100 Replies to “Film Noir Portrait Shoot: Take and Make Great Photography with Gavin Hoey”

  1. I've been looking for that directional grid for the Evolv 200, but I'm not seeing it anywhere. Any idea where that can be found?

  2. Amazing! It's make fun to see how much enthusiasm you have at your work, thank you. I love noir films with the actors Humphrey Bogart or Edward G. Robinson. A special thanks for your light setup. I didn't knew how easy to create a noir style picture. With best greetings from Germany.

  3. What an inspiration!
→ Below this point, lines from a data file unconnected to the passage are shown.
use std::time::Duration;

use crate::error::CollectError;
use crate::hardware::sources::SystemSource;
use crate::hardware::types::{CpuSnapshot, Section, SectionKind};

/// Utilization is averaged over this window.
pub const SAMPLE_WINDOW: Duration = Duration::from_secs(1);

pub fn collect_cpu_info(source: &dyn SystemSource, window: Duration) -> Result<Section, CollectError> {
    let snapshot = source.cpu(window)?;
    Ok(render_cpu(&snapshot))
}

fn render_cpu(cpu: &CpuSnapshot) -> Section {
    let mut section = Section::new(SectionKind::Cpu);

    section.push(format!("CPU Temperature: {}", format_temperature(cpu.temperature)));

    if let Some(brand) = &cpu.brand {
        section.push(format!("Model: {}", brand));
    }

    match cpu.physical_cores {
        Some(cores) => section.push(format!("Physical cores: {}", cores)),
        None => section.push("Physical cores: unknown"),
    }
    section.push(format!("Total cores: {}", cpu.logical_cores));

    if let Some(freq) = &cpu.frequency {
        section.push(format!("Max Frequency: {:.2} MHz", freq.max_mhz));
        section.push(format!("Min Frequency: {:.2} MHz", freq.min_mhz));
        section.push(format!("Current Frequency: {:.2} MHz", freq.current_mhz));
    }

    section.push("CPU Usage Per Core:");
    for (core, usage) in cpu.per_core_usage.iter().enumerate() {
        section.push(format!("  Core {}: {:.1}%", core, usage));
    }
    section.push(format!("Total CPU Usage: {:.1}%", cpu.total_usage));

    section
}

pub fn format_temperature(celsius: Option<f32>) -> String {
    match celsius {
        Some(t) => format!("{:.1}°C", t),
        None => "unavailable".to_string(),
    }
}
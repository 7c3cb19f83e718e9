use std::io::Write;

/// Where a rendered report ends up. Each call replaces whatever was shown before.
pub trait ReportView {
    fn replace(&mut self, text: &str);
}

/// Writes each report to a stream, stdout by default.
pub struct ConsoleView<W: Write> {
    out: W,
}

impl ConsoleView<std::io::Stdout> {
    pub fn stdout() -> Self {
        ConsoleView::new(std::io::stdout())
    }
}

impl<W: Write> ConsoleView<W> {
    pub fn new(out: W) -> Self {
        ConsoleView { out }
    }

    #[cfg(test)]
    pub fn into_inner(self) -> W {
        self.out
    }
}

impl<W: Write> ReportView for ConsoleView<W> {
    fn replace(&mut self, text: &str) {
        // A closed stdout (e.g. `| head`) is not worth a panic.
        let _ = writeln!(self.out, "{}", text);
        let _ = self.out.flush();
    }
}
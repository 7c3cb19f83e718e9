use std::process::Command;

use serde_json::Value;
use tracing::debug;

use crate::error::CollectError;
use crate::hardware::sources::InterfaceSource;
use crate::hardware::types::{AddressFamily, NetworkInterfaceAddress};

/// Interface addresses from `ip -j addr`, which keeps the kernel's ordering.
pub struct IpRouteSource;

impl InterfaceSource for IpRouteSource {
    fn addresses(&self) -> Result<Vec<NetworkInterfaceAddress>, CollectError> {
        let output = Command::new("ip")
            .args(["-j", "addr"])
            .output()
            .map_err(|e| CollectError::query("ip addr", e))?;

        if !output.status.success() {
            return Err(CollectError::query(
                "ip addr",
                String::from_utf8_lossy(&output.stderr).trim(),
            ));
        }

        parse_ip_addr_json(&output.stdout)
    }
}

pub fn parse_ip_addr_json(raw: &[u8]) -> Result<Vec<NetworkInterfaceAddress>, CollectError> {
    let json: Value = serde_json::from_slice(raw).map_err(|e| CollectError::query("ip addr", e))?;
    let ifaces = json
        .as_array()
        .ok_or_else(|| CollectError::query("ip addr", "expected a JSON array"))?;

    let mut addresses = Vec::new();

    for iface in ifaces {
        let ifname = match iface.get("ifname").and_then(|v| v.as_str()) {
            Some(n) => n.to_string(),
            None => continue,
        };

        // Hardware address first, mirroring how the kernel lists it.
        if let Some(mac) = iface.get("address").and_then(|v| v.as_str()) {
            addresses.push(NetworkInterfaceAddress {
                interface: ifname.clone(),
                family: AddressFamily::Link,
                address: mac.to_string(),
            });
        }

        let addr_info = match iface.get("addr_info").and_then(|v| v.as_array()) {
            Some(a) => a,
            None => continue,
        };

        for addr in addr_info {
            let family = addr.get("family").and_then(|v| v.as_str()).unwrap_or("");
            let local = addr.get("local").and_then(|v| v.as_str()).unwrap_or("");
            if local.is_empty() {
                continue;
            }

            let family = match family {
                "inet" => AddressFamily::Inet,
                "inet6" => AddressFamily::Inet6,
                "link" => AddressFamily::Link,
                "packet" => AddressFamily::Packet,
                other => {
                    debug!(interface = %ifname, family = other, "skipping unknown address family");
                    continue;
                }
            };

            addresses.push(NetworkInterfaceAddress {
                interface: ifname.clone(),
                family,
                address: local.to_string(),
            });
        }
    }

    Ok(addresses)
}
I bought the blinds and acrylic panel and did my own film noir photo using your demonstration. Wonderful to see how you do so many things in a small space.

  4. It's weird seeing this done with flash. I love old film noir movies. This makes me wonder how much the cinematographers saw these dramatic effects live through the lens as they were filming and how much of it was their deep knowledge of how film reinterperates what we see with the naked eye.

  5. You've earned a subscriber, Gavin. Very well done! There's a great deal of inspiration in your work and I appreciate it very much!

  6. The first time I heard your voice, I found it pretty annoying. Now, when I hear your voice, I put all my attention on the video, cause I know I gona learn a lot, get lots of good ideas, in a minimum of time. You are really good. Probably one of the best.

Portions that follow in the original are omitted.